*Aim of the exercise*
Restate all of the data precisely, omitting nothing.

——

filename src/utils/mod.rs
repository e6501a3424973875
pub mod error;
pub mod logger;
use thiserror::Error;

/// Which side of an appointment could not be resolved.
#[derive(Debug, Clone, Copy, PartialEq, Eq)]
pub enum MissingParty {
    Patient,
    Doctor,
    Both,
}

impl std::fmt::Display for MissingParty {
    fn fmt(&self, f: &mut std::fmt::Formatter<'_>) -> std::fmt::Result {
        match self {
            MissingParty::Patient => write!(f, "patient"),
            MissingParty::Doctor => write!(f, "doctor"),
            MissingParty::Both => write!(f, "patient and doctor"),
        }
    }
}

#[derive(Error, Debug)]
pub enum RegistryError {
    #[error("Either patient or doctor not found ({missing} missing; patient: '{patient}', doctor: '{doctor}')")]
    NotFound {
        missing: MissingParty,
        patient: String,
        doctor: String,
    },

    #[error("Serialization error: {0}")]
    SerializationError(#[from] serde_json::Error),

    #[error("Registry lock poisoned")]
    LockPoisoned,
}

#[derive(Debug, Clone, Copy, PartialEq, Eq)]
pub enum ErrorCategory {
    Lookup,
    Internal,
}

#[derive(Debug, Clone, Copy, PartialEq, Eq, PartialOrd, Ord)]
pub enum ErrorSeverity {
    Low,
    Medium,
    High,
    Critical,
}

impl RegistryError {
    pub fn category(&self) -> ErrorCategory {
        match self {
            RegistryError::NotFound { .. } => ErrorCategory::Lookup,
            RegistryError::SerializationError(_) | RegistryError::LockPoisoned => {
                ErrorCategory::Internal
            }
        }
    }

    pub fn severity(&self) -> ErrorSeverity {
        match self {
            RegistryError::NotFound { .. } => ErrorSeverity::Medium,
            RegistryError::SerializationError(_) => ErrorSeverity::High,
            RegistryError::LockPoisoned => ErrorSeverity::Critical,
        }
    }

    pub fn recovery_suggestion(&self) -> String {
        match self {
            RegistryError::NotFound { missing, .. } => {
                format!("Register the {} before booking the appointment", missing)
            }
            RegistryError::SerializationError(_) => "Retry with --format text".to_string(),
            RegistryError::LockPoisoned => {
                "A writer panicked while holding the registry; restart the process".to_string()
            }
        }
    }

    pub fn user_friendly_message(&self) -> String {
        match self {
            RegistryError::NotFound { .. } => "Either patient or doctor not found!".to_string(),
            RegistryError::SerializationError(e) => format!("Could not render report: {}", e),
            RegistryError::LockPoisoned => "Internal registry error".to_string(),
        }
    }

    pub fn is_not_found(&self) -> bool {
        matches!(self, RegistryError::NotFound { .. })
    }
}

pub type Result<T> = std::result::Result<T, RegistryError>;
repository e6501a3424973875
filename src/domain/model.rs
use crate::domain::ports::{Describe, Named};
use serde::{Deserialize, Serialize};

/// Index of a patient inside the registry that created it.
#[derive(Debug, Clone, Copy, PartialEq, Eq, Hash)]
pub struct PatientId(pub(crate) usize);

/// Index of a doctor inside the registry that created it.
#[derive(Debug, Clone, Copy, PartialEq, Eq, Hash)]
pub struct DoctorId(pub(crate) usize);

impl PatientId {
    pub fn index(self) -> usize {
        self.0
    }
}

impl DoctorId {
    pub fn index(self) -> usize {
        self.0
    }
}

#[derive(Debug, Clone, PartialEq, Eq, Serialize, Deserialize)]
pub struct Patient {
    pub name: String,
    pub age: i32,
    pub disease: String,
}

impl Patient {
    pub fn new(name: impl Into<String>, age: i32, disease: impl Into<String>) -> Self {
        Self {
            name: name.into(),
            age,
            disease: disease.into(),
        }
    }
}

impl Named for Patient {
    fn name(&self) -> &str {
        &self.name
    }
}

impl Describe for Patient {
    fn describe(&self) -> String {
        format!(
            "Patient Name: {}, Age: {}, Disease: {}",
            self.name, self.age, self.disease
        )
    }
}

#[derive(Debug, Clone, PartialEq, Eq, Serialize, Deserialize)]
pub struct Doctor {
    pub name: String,
    pub age: i32,
    pub specialization: String,
}

impl Doctor {
    pub fn new(name: impl Into<String>, age: i32, specialization: impl Into<String>) -> Self {
        Self {
            name: name.into(),
            age,
            specialization: specialization.into(),
        }
    }
}

impl Named for Doctor {
    fn name(&self) -> &str {
        &self.name
    }
}

impl Describe for Doctor {
    fn describe(&self) -> String {
        format!(
            "Doctor Name: {}, Age: {}, Specialization: {}",
            self.name, self.age, self.specialization
        )
    }
}

/// Links a patient and a doctor held by the same registry. Does not own either.
/// Serialize an [`AppointmentRecord`] instead; handles mean nothing outside their registry.
#[derive(Debug, Clone, PartialEq, Eq)]
pub struct Appointment {
    pub patient: PatientId,
    pub doctor: DoctorId,
    pub date: String,
}

/// An appointment with both parties resolved, as produced for display.
#[derive(Debug, Clone, PartialEq, Eq, Serialize)]
pub struct AppointmentRecord {
    pub date: String,
    pub patient: Patient,
    pub doctor: Doctor,
}

impl AppointmentRecord {
    /// Date line, then patient line, then doctor line.
    pub fn lines(&self) -> [String; 3] {
        [
            format!("Appointment Date: {}", self.date),
            self.patient.describe(),
            self.doctor.describe(),
        ]
    }
}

——

*Answer for this exercise*
filename src/utils/mod.rs
repository e6501a3424973875
pub mod error;
pub mod logger;
use thiserror::Error;

/// Which side of an appointment could not be resolved.
#[derive(Debug, Clone, Copy, PartialEq, Eq)]
pub enum MissingParty {
    Patient,
    Doctor,
    Both,
}

impl std::fmt::Display for MissingParty {
    fn fmt(&self, f: &mut std::fmt::Formatter<'_>) -> std::fmt::Result {
        match self {
            MissingParty::Patient => write!(f, "patient"),
            MissingParty::Doctor => write!(f, "doctor"),
            MissingParty::Both => write!(f, "patient and doctor"),
        }
    }
}

#[derive(Error, Debug)]
pub enum RegistryError {
    #[error("Either patient or doctor not found ({missing} missing; patient: '{patient}', doctor: '{doctor}')")]
    NotFound {
        missing: MissingParty,
        patient: String,
        doctor: String,
    },

    #[error("Serialization error: {0}")]
    SerializationError(#[from] serde_json::Error),

    #[error("Registry lock poisoned")]
    LockPoisoned,
}

#[derive(Debug, Clone, Copy, PartialEq, Eq)]
pub enum ErrorCategory {
    Lookup,
    Internal,
}

#[derive(Debug, Clone, Copy, PartialEq, Eq, PartialOrd, Ord)]
pub enum ErrorSeverity {
    Low,
    Medium,
    High,
    Critical,
}

impl RegistryError {
    pub fn category(&self) -> ErrorCategory {
        match self {
            RegistryError::NotFound { .. } => ErrorCategory::Lookup,
            RegistryError::SerializationError(_) | RegistryError::LockPoisoned => {
                ErrorCategory::Internal
            }
        }
    }

    pub fn severity(&self) -> ErrorSeverity {
        match self {
            RegistryError::NotFound { .. } => ErrorSeverity::Medium,
            RegistryError::SerializationError(_) => ErrorSeverity::High,
            RegistryError::LockPoisoned => ErrorSeverity::Critical,
        }
    }

    pub fn recovery_suggestion(&self) -> String {
        match self {
            RegistryError::NotFound { missing, .. } => {
                format!("Register the {} before booking the appointment", missing)
            }
            RegistryError::SerializationError(_) => "Retry with --format text".to_string(),
            RegistryError::LockPoisoned => {
                "A writer panicked while holding the registry; restart the process".to_string()
            }
        }
    }

    pub fn user_friendly_message(&self) -> String {
        match self {
            RegistryError::NotFound { .. } => "Either patient or doctor not found!".to_string(),
            RegistryError::SerializationError(e) => format!("Could not render report: {}", e),
            RegistryError::LockPoisoned => "Internal registry error".to_string(),
        }
    }

    pub fn is_not_found(&self) -> bool {
        matches!(self, RegistryError::NotFound { .. })
    }
}

pub type Result<T> = std::result::Result<T, RegistryError>;
repository e6501a3424973875
filename src/domain/model.rs
use crate::domain::ports::{Describe, Named};
use serde::{Deserialize, Serialize};

/// Index of a patient inside the registry that created it.
#[derive(Debug, Clone, Copy, PartialEq, Eq, Hash)]
pub struct PatientId(pub(crate) usize);

/// Index of a doctor inside the registry that created it.
#[derive(Debug, Clone, Copy, PartialEq, Eq, Hash)]
pub struct DoctorId(pub(crate) usize);

impl PatientId {
    pub fn index(self) -> usize {
        self.0
    }
}

impl DoctorId {
    pub fn index(self) -> usize {
        self.0
    }
}

#[derive(Debug, Clone, PartialEq, Eq, Serialize, Deserialize)]
pub struct Patient {
    pub name: String,
    pub age: i32,
    pub disease: String,
}

impl Patient {
    pub fn new(name: impl Into<String>, age: i32, disease: impl Into<String>) -> Self {
        Self {
            name: name.into(),
            age,
            disease: disease.into(),
        }
    }
}

impl Named for Patient {
    fn name(&self) -> &str {
        &self.name
    }
}

impl Describe for Patient {
    fn describe(&self) -> String {
        format!(
            "Patient Name: {}, Age: {}, Disease: {}",
            self.name, self.age, self.disease
        )
    }
}

#[derive(Debug, Clone, PartialEq, Eq, Serialize, Deserialize)]
pub struct Doctor {
    pub name: String,
    pub age: i32,
    pub specialization: String,
}

impl Doctor {
    pub fn new(name: impl Into<String>, age: i32, specialization: impl Into<String>) -> Self {
        Self {
            name: name.into(),
            age,
            specialization: specialization.into(),
        }
    }
}

impl Named for Doctor {
    fn name(&self) -> &str {
        &self.name
    }
}

impl Describe for Doctor {
    fn describe(&self) -> String {
        format!(
            "Doctor Name: {}, Age: {}, Specialization: {}",
            self.name, self.age, self.specialization
        )
    }
}

/// Links a patient and a doctor held by the same registry. Does not own either.
/// Serialize an [`AppointmentRecord`] instead; handles mean nothing outside their registry.
#[derive(Debug, Clone, PartialEq, Eq)]
pub struct Appointment {
    pub patient: PatientId,
    pub doctor: DoctorId,
    pub date: String,
}

/// An appointment with both parties resolved, as produced for display.
#[derive(Debug, Clone, PartialEq, Eq, Serialize)]
pub struct AppointmentRecord {
    pub date: String,
    pub patient: Patient,
    pub doctor: Doctor,
}

impl AppointmentRecord {
    /// Date line, then patient line, then doctor line.
    pub fn lines(&self) -> [String; 3] {
        [
            format!("Appointment Date: {}", self.date),
            self.patient.describe(),
            self.doctor.describe(),
        ]
    }
}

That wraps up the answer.